Женщины согласились. Но где взять: швейные машины? На помощь пришло управление блока общинного развития. Всем, кто хотел научиться шить, были бесплатно выданы швейные машины.

Много хорошего сделала Мехрунисса для женщин деревни. Она организовала и кружки самодеятельности среди школьниц. На их концертах крестьяне увидели много интересного и веселого. Впереди еще немало работы. Но самое трудное уже сделано. Завоевано доверие. Так, день за днем, в упорной борьбе новая жизнь захватывает деревню.

…Вечером в Нагаркарнуле местные школьники ставили пьесу. Среди зрителей я заметила немало жителей Бигнапалли. Небольшая школьная сцена освещалась керосиновыми лампами. Пьеса шла на телугу. Ее содержание было простым и в то же время примечательным.
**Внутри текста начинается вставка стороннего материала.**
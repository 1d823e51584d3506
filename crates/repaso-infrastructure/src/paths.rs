//! Unified path management for repaso configuration and data files.
//!
//! This ensures consistency across all platforms (Linux, macOS, Windows).

use std::path::PathBuf;

/// Errors that can occur during path resolution.
#[derive(Debug)]
pub enum PathError {
    /// Home directory could not be determined.
    HomeDirNotFound,
}

impl std::fmt::Display for PathError {
    fn fmt(&self, f: &mut std::fmt::Formatter<'_>) -> std::fmt::Result {
        match self {
            PathError::HomeDirNotFound => write!(f, "Cannot find home directory"),
        }
    }
}

impl std::error::Error for PathError {}

/// Unified path management for repaso.
///
/// # Directory Structure
///
/// ```text
/// ~/.config/repaso/            # Config directory
/// └── config.toml              # Application configuration
///
/// ~/.local/share/repaso/       # Data directory (primary store)
/// ├── app-state.json           # Whole-state aggregate
/// ├── settings.json            # Settings record
/// └── audio/                   # Audio payload files + sidecar index
/// ```
pub struct RepasoPaths;

impl RepasoPaths {
    /// Returns the repaso configuration directory.
    ///
    /// # Returns
    ///
    /// - `Ok(PathBuf)`: Path to config directory (e.g., `~/.config/repaso/`)
    /// - `Err(PathError::HomeDirNotFound)`: Could not determine directory
    pub fn config_dir() -> Result<PathBuf, PathError> {
        dirs::config_dir()
            .map(|dir| dir.join("repaso"))
            .ok_or(PathError::HomeDirNotFound)
    }

    /// Returns the repaso data directory, home of the primary local store.
    pub fn data_dir() -> Result<PathBuf, PathError> {
        dirs::data_dir()
            .map(|dir| dir.join("repaso"))
            .ok_or(PathError::HomeDirNotFound)
    }

    /// Returns the path to the main configuration file.
    pub fn config_file() -> Result<PathBuf, PathError> {
        Ok(Self::config_dir()?.join("config.toml"))
    }
}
В деревне представитель блока общинного развития и учитель решили создать школу. Очень долго они не могли убедить крестьян в том, что обучение для них необходимо. По ходу действия было несколько собраний, на которых чиновник блока и учитель произносили речи в защиту образования. Наконец крестьяне поняли, что школа деревне нужна. Тогда против строительства выступили ростовщик и богатый деревенский староста. Но крестьяне общими усилиями сломили их сопротивление и вышли победителями. Пьеса заканчивается веселым праздником в день открытия школы.

Зрители довольно живо реагировали на происходящее на сцене. Они шикали на ростовщика и старосту, одобрительно кричали, когда крестьяне согласились строить школьное здание. Идея пьесы безусловно нашла поддержку у зрителей. «Артисты» преувеличенно громко разговаривали, лампы чадили, шлем на чиновнике был надет задом наперед, что немало веселило зрителей, кое-кто забывал свою роль. Что и говорить, неполадок было много. Но разве в этом главное? Оно было в другом. В том, что в живой и наглядном форме до сознания крестьян доносились мысли о необходимости переделать деревенскую жизнь. И зрители не оставили эти мысли без ответа.